While the contract for the U.S. version of the show hasn't been revealed, there are likely some overlaps. One of them is that contestants are required to pay taxes on any money they receive while on the show.
Per the UK contract, contestants must agree that all footage taken of them during their time on the show is usable.
Contestants can't participate in individual product placements or sponsorships while filming the show. This means no being paid or compensated in any way to use items or wear brands.
The rules aren't just about how you treat fellow islanders. Contestants also agree not to be rude or participate in any sort of aggressive behavior toward producers and staff.
When choosing clothing for the show, contestants aren't allowed to wear anything that has branding on it, unless it's approved by the show.
Illegal drug use is explicitly a no-go while living at the villa. Contestants also have to take a drug test before going on the show and agree to random drug tests if the producers deem it necessary.
Before contestants can enter the villa, they have to agree to undergo a psychiatric evaluation.
Contestants have to fill out extensive medical forms and have to—within the best of their knowledge—state that they have no sexually transmitted infections.

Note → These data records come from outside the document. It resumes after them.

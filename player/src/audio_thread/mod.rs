//! Threaded audio generation
//!
//! The generation thread is the only owner of the [`Session`]: it is the sole
//! advancer of the cursor. Everything else talks to it through commands and
//! reads it through published snapshots.
//!
//! # Architecture
//!
//! ```text
//! Main Thread                    Audio Gen Thread              cpal Thread
//!     │                                │                           │
//! [Control event]                      │                           │
//!     │                                │                           │
//! [Command]─────────(channel)──────►[Apply between blocks]         │
//!     │                              [Session::render]             │
//!     │                              [Push]─────────(ring)──────►[Consume]
//!     │                                │                           │
//! [Render tick]◄──(snapshot mutex)──[Publish]                      │
//! ```
//!
//! Without an output device the ring is replaced by a null sink that drains
//! at the nominal sample rate, so the cursor still moves in real time.
//!
//! # Usage
//!
//! ```ignore
//! let audio = ThreadedAudioOutput::new(session);
//! audio.send(Command::TogglePause);
//! let snapshot = audio.snapshot();
//! ```
//!
//! [`Session`]: waterfall_core::Session

mod handle;
mod metrics;
mod output;
mod sink;
mod snapshot;
mod thread;

pub use output::{AudioError, ThreadedAudioOutput};
pub use snapshot::SharedSnapshot;
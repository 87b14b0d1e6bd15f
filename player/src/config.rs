//! Configuration management (`<config dir>/config.toml`)
//!
//! Every field has a default, so an empty or partial file is valid.

use std::collections::BTreeMap;
use std::path::{Path, PathBuf};

use serde::{Deserialize, Serialize};
use tracing::{debug, warn};
use waterfall_core::{MAX_VOLUME, Palette, PlaybackProfile, ProfileError};

use crate::input::{KeyAction, KeyBindings};

/// Player configuration
#[derive(Debug, Clone, PartialEq, Serialize, Deserialize, Default)]
pub struct Config {
    /// Profile preset and geometry overrides
    #[serde(default)]
    pub profile: ProfileConfig,
    /// Audio settings
    #[serde(default)]
    pub audio: AudioConfig,
    /// Render ticker and capture settings
    #[serde(default)]
    pub video: VideoConfig,
    /// Key name -> action overrides on top of the default bindings
    #[serde(default)]
    pub keys: BTreeMap<String, KeyAction>,
}

#[derive(Debug, Clone, PartialEq, Serialize, Deserialize)]
pub struct ProfileConfig {
    /// Preset name (default: waterfall)
    #[serde(default = "default_preset")]
    pub preset: String,
    #[serde(default)]
    pub frame_width: Option<u32>,
    #[serde(default)]
    pub frame_height: Option<u32>,
    #[serde(default)]
    pub palette: Option<Palette>,
}

#[derive(Debug, Clone, PartialEq, Serialize, Deserialize)]
pub struct AudioConfig {
    /// Open an output device (default: true)
    #[serde(default = "default_true")]
    pub enabled: bool,
    /// Initial volume (default: 1.0, range: 0.0-2.0)
    #[serde(default = "default_volume")]
    pub volume: f64,
    /// Rate used when no device is available (default: 44100)
    #[serde(default = "default_sample_rate")]
    pub sample_rate: u32,
}

#[derive(Debug, Clone, PartialEq, Serialize, Deserialize)]
pub struct VideoConfig {
    /// Visual refresh cap in frames per second (default: 24)
    #[serde(default = "default_fps_cap")]
    pub fps_cap: f64,
    /// Where captured frames are written (default: none, capture disabled)
    #[serde(default)]
    pub capture_dir: Option<PathBuf>,
    /// Frames per row of a captured grid (default: 1)
    #[serde(default = "default_grid")]
    pub capture_columns: u32,
    /// Rows of a captured grid (default: 1)
    #[serde(default = "default_grid")]
    pub capture_rows: u32,
}

fn default_preset() -> String {
    "waterfall".to_string()
}
fn default_true() -> bool {
    true
}
fn default_volume() -> f64 {
    1.0
}
fn default_sample_rate() -> u32 {
    44_100
}
fn default_fps_cap() -> f64 {
    24.0
}
fn default_grid() -> u32 {
    1
}

impl Default for ProfileConfig {
    fn default() -> Self {
        Self {
            preset: default_preset(),
            frame_width: None,
            frame_height: None,
            palette: None,
        }
    }
}

impl Default for AudioConfig {
    fn default() -> Self {
        Self {
            enabled: default_true(),
            volume: default_volume(),
            sample_rate: default_sample_rate(),
        }
    }
}

impl Default for VideoConfig {
    fn default() -> Self {
        Self {
            fps_cap: default_fps_cap(),
            capture_dir: None,
            capture_columns: default_grid(),
            capture_rows: default_grid(),
        }
    }
}

impl ProfileConfig {
    /// Build the playback profile: preset plus overrides, validated
    pub fn resolve(&self) -> Result<PlaybackProfile, ProfileError> {
        let mut profile = PlaybackProfile::preset(&self.preset)?;
        if let Some(width) = self.frame_width {
            profile.frame_width = width;
        }
        if let Some(height) = self.frame_height {
            profile.frame_height = height;
        }
        if let Some(palette) = self.palette {
            profile.palette = palette;
        }
        profile.validate()?;
        Ok(profile)
    }
}

impl AudioConfig {
    /// Initial volume clamped to the playable range
    pub fn initial_volume(&self) -> f64 {
        if self.volume.is_nan() {
            default_volume()
        } else {
            self.volume.clamp(0.0, MAX_VOLUME)
        }
    }
}

impl Config {
    pub fn bindings(&self) -> KeyBindings {
        KeyBindings::with_overrides(&self.keys)
    }
}

/// Failure to read an explicitly requested config file
#[derive(Debug, thiserror::Error)]
pub enum ConfigError {
    #[error("could not read config {}: {source}", path.display())]
    Io {
        path: PathBuf,
        #[source]
        source: std::io::Error,
    },

    #[error("invalid config {}: {source}", path.display())]
    Parse {
        path: PathBuf,
        #[source]
        source: toml::de::Error,
    },
}

/// Returns the platform-specific configuration directory.
///
/// On Linux: `~/.config/waterfall`
/// On macOS: `~/Library/Application Support/io.binary-waterfall.waterfall`
///
/// Returns `None` if the home directory cannot be determined.
pub fn config_dir() -> Option<PathBuf> {
    directories::ProjectDirs::from("io", "binary-waterfall", "waterfall")
        .map(|dirs| dirs.config_dir().to_path_buf())
}

/// Read and parse one config file
pub fn load_from(path: &Path) -> Result<Config, ConfigError> {
    let content = std::fs::read_to_string(path).map_err(|source| ConfigError::Io {
        path: path.to_path_buf(),
        source,
    })?;
    toml::from_str(&content).map_err(|source| ConfigError::Parse {
        path: path.to_path_buf(),
        source,
    })
}

/// Load the configuration
///
/// An explicit path must exist and parse. Without one, `config.toml` in the
/// platform config directory is used; a missing file gives defaults and a
/// broken one is reported and ignored.
pub fn load(explicit: Option<&Path>) -> Result<Config, ConfigError> {
    if let Some(path) = explicit {
        return load_from(path);
    }
    let Some(path) = config_dir().map(|dir| dir.join("config.toml")) else {
        return Ok(Config::default());
    };
    if !path.exists() {
        debug!("No config at {}, using defaults", path.display());
        return Ok(Config::default());
    }
    match load_from(&path) {
        Ok(config) => Ok(config),
        Err(e) => {
            warn!("{}. Using defaults.", e);
            Ok(Config::default())
        }
    }
}
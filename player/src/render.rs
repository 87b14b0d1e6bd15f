//! Render context: fixed-cadence visual ticks
//!
//! The ticker never touches the session. Each tick reads the latest
//! snapshot, works out the frame under the cursor and reports status
//! changes.

use std::time::{Duration, Instant};

use tracing::info;
use waterfall_core::{PlaybackProfile, PlaybackSnapshot, StatusLine};

/// Lowest accepted refresh rate
const MIN_FPS: f64 = 1.0;
/// Highest accepted refresh rate
const MAX_FPS: f64 = 240.0;

/// Visual refresh clock capped at a frame rate
#[derive(Debug, Clone)]
pub struct FrameTicker {
    interval: Duration,
    next: Instant,
}

impl FrameTicker {
    pub fn new(fps_cap: f64, now: Instant) -> Self {
        let fps = if fps_cap.is_finite() {
            fps_cap.clamp(MIN_FPS, MAX_FPS)
        } else {
            MAX_FPS
        };
        let interval = Duration::from_secs_f64(1.0 / fps);
        Self {
            interval,
            next: now + interval,
        }
    }

    pub fn interval(&self) -> Duration {
        self.interval
    }

    /// Time left until the next tick is due
    pub fn time_until_next(&self, now: Instant) -> Duration {
        self.next.saturating_duration_since(now)
    }

    /// Consume a due tick
    ///
    /// Missed ticks are skipped rather than replayed.
    pub fn tick(&mut self, now: Instant) -> bool {
        if now < self.next {
            return false;
        }
        self.next += self.interval;
        if self.next <= now {
            self.next = now + self.interval;
        }
        true
    }
}

/// Logs the status line whenever it changes
#[derive(Debug, Default)]
pub struct StatusReporter {
    last: Option<StatusLine>,
}

impl StatusReporter {
    /// Returns the new line when it differs from the last one reported
    pub fn update(
        &mut self,
        snapshot: &PlaybackSnapshot,
        profile: &PlaybackProfile,
    ) -> Option<StatusLine> {
        let line = StatusLine::new(snapshot, profile);
        if self.last == Some(line) {
            return None;
        }
        self.last = Some(line);
        info!("{}", line);
        Some(line)
    }
}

Following a contestant's departure from the show, they must undergo a debriefing with a counseling professional.
Like most reality TV shows, violent contact with another contestant is not allowed.

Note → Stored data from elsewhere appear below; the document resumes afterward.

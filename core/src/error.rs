//! Error types for loading buffers and validating profiles

use std::path::PathBuf;

/// Failure to turn a file into a playable [`ByteBuffer`](crate::ByteBuffer)
///
/// Only the current load attempt is aborted; callers may retry with
/// another file.
#[derive(Debug, thiserror::Error)]
pub enum LoadError {
    /// The file could not be opened or read
    #[error("could not read {}: {source}", path.display())]
    Io {
        path: PathBuf,
        #[source]
        source: std::io::Error,
    },

    /// The file has zero length
    #[error("file is empty")]
    Empty,

    /// The file is shorter than a single frame
    #[error("file too small for even one frame ({len} bytes, frame needs {frame_bytes})")]
    TooSmall { len: usize, frame_bytes: u32 },
}

/// Invalid [`PlaybackProfile`](crate::PlaybackProfile) values
#[derive(Debug, Clone, PartialEq, thiserror::Error)]
pub enum ProfileError {
    /// Frame width or height is zero
    #[error("frame dimensions must be non-zero (got {width}x{height})")]
    ZeroFrame { width: u32, height: u32 },

    /// Frame area does not fit in a u32 byte count
    #[error("frame {width}x{height} is too large")]
    FrameTooLarge { width: u32, height: u32 },

    /// Baseline rate unit must be finite and > 0
    #[error("baseline rate must be a positive finite number (got {0})")]
    InvalidBaseline(f64),

    /// Rate ladder thresholds must be strictly increasing with positive steps
    #[error("rate ladder must be strictly increasing with positive steps")]
    InvalidLadder,

    /// Rate model constants (base frame rate, reference frequency, max) invalid
    #[error("invalid rate model: {0}")]
    InvalidRateModel(String),

    /// Default loop must span at least one frame
    #[error("default loop must cover at least one frame")]
    EmptyDefaultLoop,

    /// No preset with this name
    #[error("unknown profile preset '{0}'")]
    UnknownPreset(String),
}
fn looping(position: f64, rate: f64, start: f64, end: f64, boomerang: bool) -> PlaybackState {
    let mut state = PlaybackState::new(Rate::from_signed(rate, Direction::Forward), start, end);
    state.position = position;
    state.boomerang = boomerang;
    state
}

fn free(position: f64, rate: f64) -> PlaybackState {
    let mut state = looping(position, rate, 0.0, 0.0, false);
    state.loop_enabled = false;
    state
}

// =============================================================
// wrap()
// =============================================================

#[test]
fn test_wrap_reference_values() {
    assert_eq!(wrap(9.5, 10.0), 9.5);
    assert_eq!(wrap(10.0, 10.0), 0.0);
    assert_eq!(wrap(-0.5, 10.0), 9.5);
    assert_eq!(wrap(25.0, 10.0), 5.0);
    assert_eq!(wrap(-20.0, 10.0), 0.0);
}

#[test]
fn test_wrap_non_finite_resolves_to_zero() {
    assert_eq!(wrap(f64::NAN, 10.0), 0.0);
    assert_eq!(wrap(f64::INFINITY, 10.0), 0.0);
    assert_eq!(wrap(f64::NEG_INFINITY, 10.0), 0.0);
}

#[test]
fn test_wrap_tiny_negative_stays_below_len() {
    let w = wrap(-1e-300, 10.0);
    assert!((0.0..10.0).contains(&w));
}

// =============================================================
// Loop disabled
// =============================================================

#[test]
fn test_unbounded_always_resolves_into_buffer() {
    let mut sweep = Sweep(0x9e37_79b9_7f4a_7c15);
    for len in [1usize, 7, 100, 8192] {
        let advancer = PositionAdvancer::new(len, 1.0);
        let mut state = free(0.0, 1.0);
        for _ in 0..2_000 {
            let rate = sweep.range(-3.0 * len as f64, 3.0 * len as f64);
            state.rate = Rate::from_signed(rate, Direction::Forward);
            assert!(advancer.advance(&mut state).is_none());
            assert!(
                state.position >= 0.0 && state.position < len as f64,
                "len={len} position={}",
                state.position
            );
        }
    }
}

#[test]
fn test_unbounded_wraps_across_both_edges() {
    let advancer = PositionAdvancer::new(10, 1.0);
    let mut state = free(9.5, 1.0);
    advancer.advance(&mut state);
    assert!((state.position - 0.5).abs() < EPS);

    let mut state = free(0.25, -0.75);
    advancer.advance(&mut state);
    assert!((state.position - 9.5).abs() < EPS);
}

#[test]
fn test_zero_rate_freezes_cursor() {
    let advancer = PositionAdvancer::new(100, 1.0);
    let mut state = looping(42.0, 0.0, 0.0, 99.0, true);
    for _ in 0..10 {
        assert!(advancer.advance(&mut state).is_none());
    }
    assert_eq!(state.position, 42.0);
}

// =============================================================
// Contiguous loop region
// =============================================================

#[test]
fn test_forward_exit_pins_to_loop_start() {
    let advancer = PositionAdvancer::new(200, 1.0);
    let mut state = looping(99.9, 1.0, 0.0, 100.0, false);

    let crossing = advancer.advance(&mut state).unwrap();

    assert_eq!(state.position, 0.0);
    assert_eq!(crossing.event, CrossEvent::CrossUpper);
    assert_eq!(crossing.action, CrossAction::Wrap { target: 0.0 });
    assert_eq!(state.rate.direction, Direction::Forward);
}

It's no secret that there's a lot of cursing in the UK version of Love Island, but racist and homophobic language is off limits.
According to executive producer David Eilenberg, drinks are limited to help keep the show coherent. He told USA Today, "We like the islanders to have a good time, but because the show is geared toward actual coherent conversation and connection it’s not a show that allows excessive acts of alcohol consumption."

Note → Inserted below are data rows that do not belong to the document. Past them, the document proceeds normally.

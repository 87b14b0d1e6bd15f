//! Byte-to-PCM sample synthesis
//!
//! Bytes are treated as unsigned 8-bit PCM centred on 128.

use crate::buffer::ByteBuffer;
use crate::state::PlaybackState;

/// Maps a resolved position to one output sample
///
/// Stateless; never blocks or allocates.
#[derive(Debug, Clone, Copy, Default)]
pub struct SampleSynthesizer;

impl SampleSynthesizer {
    /// Unsigned byte to amplitude in `[-1.0, 0.9921875]`
    #[inline]
    pub fn amplitude(byte: u8) -> f32 {
        (byte as i32 - 128) as f32 / 128.0
    }

    /// Sample at the state's position, scaled by volume
    ///
    /// Silence without touching the buffer when paused, muted or empty.
    #[inline]
    pub fn synthesize(state: &PlaybackState, buffer: &ByteBuffer) -> f32 {
        if state.paused || state.muted || buffer.is_empty() {
            return 0.0;
        }
        let byte = buffer.byte_at(state.position);
        (Self::amplitude(byte) as f64 * state.volume()) as f32
    }
}

#[cfg(test)]
mod tests {
    use super::*;

    fn buffer_of(byte: u8) -> ByteBuffer {
        ByteBuffer::from_bytes(vec![byte; 16], 4).unwrap()
    }

    fn state_with_volume(volume: f64) -> PlaybackState {
        let mut state = PlaybackState::default();
        state.position = 3.0;
        state.set_volume(volume);
        state
    }

    #[test]
    fn test_amplitude_reference_bytes() {
        assert_eq!(SampleSynthesizer::amplitude(128), 0.0);
        assert_eq!(SampleSynthesizer::amplitude(255), 0.9921875);
        assert_eq!(SampleSynthesizer::amplitude(0), -1.0);
    }

    #[test]
    fn test_volume_scales_sample() {
        let state = state_with_volume(0.5);
        assert_eq!(SampleSynthesizer::synthesize(&state, &buffer_of(0)), -0.5);
        assert!(
            (SampleSynthesizer::synthesize(&state, &buffer_of(255)) - 0.9921875 * 0.5).abs() < 1e-6
        );

        let loud = state_with_volume(2.0);
        assert_eq!(SampleSynthesizer::synthesize(&loud, &buffer_of(0)), -2.0);
    }

    #[test]
    fn test_paused_or_muted_is_silent() {
        let buffer = buffer_of(0);
        let mut state = state_with_volume(2.0);
        state.paused = true;
        assert_eq!(SampleSynthesizer::synthesize(&state, &buffer), 0.0);

        state.paused = false;
        state.muted = true;
        assert_eq!(SampleSynthesizer::synthesize(&state, &buffer), 0.0);
    }

    #[test]
    fn test_reads_floor_of_position() {
        let buffer = ByteBuffer::from_bytes(vec![0, 64, 128, 192, 255, 10, 20, 30], 4).unwrap();
        let mut state = PlaybackState::default();
        state.position = 2.99;
        assert_eq!(SampleSynthesizer::synthesize(&state, &buffer), 0.0);
        state.position = 3.0;
        assert_eq!(SampleSynthesizer::synthesize(&state, &buffer), 0.5);
    }

    #[test]
    fn test_out_of_range_position_is_clamped() {
        let buffer = ByteBuffer::from_bytes(vec![0, 0, 0, 255], 4).unwrap();
        let mut state = PlaybackState::default();
        state.position = 4.0;
        assert_eq!(SampleSynthesizer::synthesize(&state, &buffer), 0.9921875);
        state.position = -3.0;
        assert_eq!(SampleSynthesizer::synthesize(&state, &buffer), -1.0);
        state.position = f64::NAN;
        assert_eq!(SampleSynthesizer::synthesize(&state, &buffer), -1.0);
    }
}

If you smoke, this show may not be the right fit for you, because there's no smoking allowed anywhere on the villa premises.
This is more of a rule for production, but in general games played in the U.S. version have to be more tame due to regulations on cable television, Eilenberg told EW.
As you can imagine, this one may be tough to strictly enforce, but according to the Love Island contract, contestants are asked to participate in safe sex only.
This likely won't come as a shock, but contestants are cut off from social media as soon as they reach the "lockdown" period before entering the villa.
While thongs are common on the UK show, clothing has to be a bit more conservative in the United States to conform with cable standards.
Prior to having the money in hand, winning contestants aren't allowed to promise prize money to others on the show or to any organizations.
There's no stylist available to islanders. In an interview with Refinery29, contestant Mallory Santic explained that while she hates shopping, she was "literally at the mall for eight hours" choosing clothes for the show.
While this isn't true for every islander, some don't apply and are instead scouted. According to Amelia Perrin, who made it to the penultimate round of casting, she was scouted as a contestant and asked to apply, but she never made it onto the show.
Some reality shows are famous for a "not here to make friends" attitude amongst contestants, but not Love Island. Eilenberg told EW the cast is encouraged to form friendships: "It's that sense of unexpected camaraderie among the cast that’s arguably a secret weapon to Love Island’s U.K. popularity."
According to an interview with contestant Michael Griffiths with British GQ, the islanders aren't allowed to know the time and there are no clocks in the villa.
In an interview, islander Arabella Chi admitted that there's both a bedtime and wake-up call for contestants. No sleeping the day away!
There are certain things islanders aren't allowed to discuss, like the outside world or the lockdown period prior to entering the villa.
While islanders must supply their own clothes, they don't need to worry about food and cooking (except for breakfast). Dinners are catered.
This rule isn't explicitly in the code of conduct, but it's much discussed online and has been discussed publicly. Contestant Elma Pazar weighed in and said there's no way people aren't doing it in secret.
While contestants get pretty close to being nude, there is allegedly a no nudity rule that prevents islanders from getting completely naked due to every area of the villa technically being a public space.
While not a strict rule, Love Island has implemented therapy for contestants after they engage in sexual activity. They may seek counseling for advice or an emergency contraceptive pill.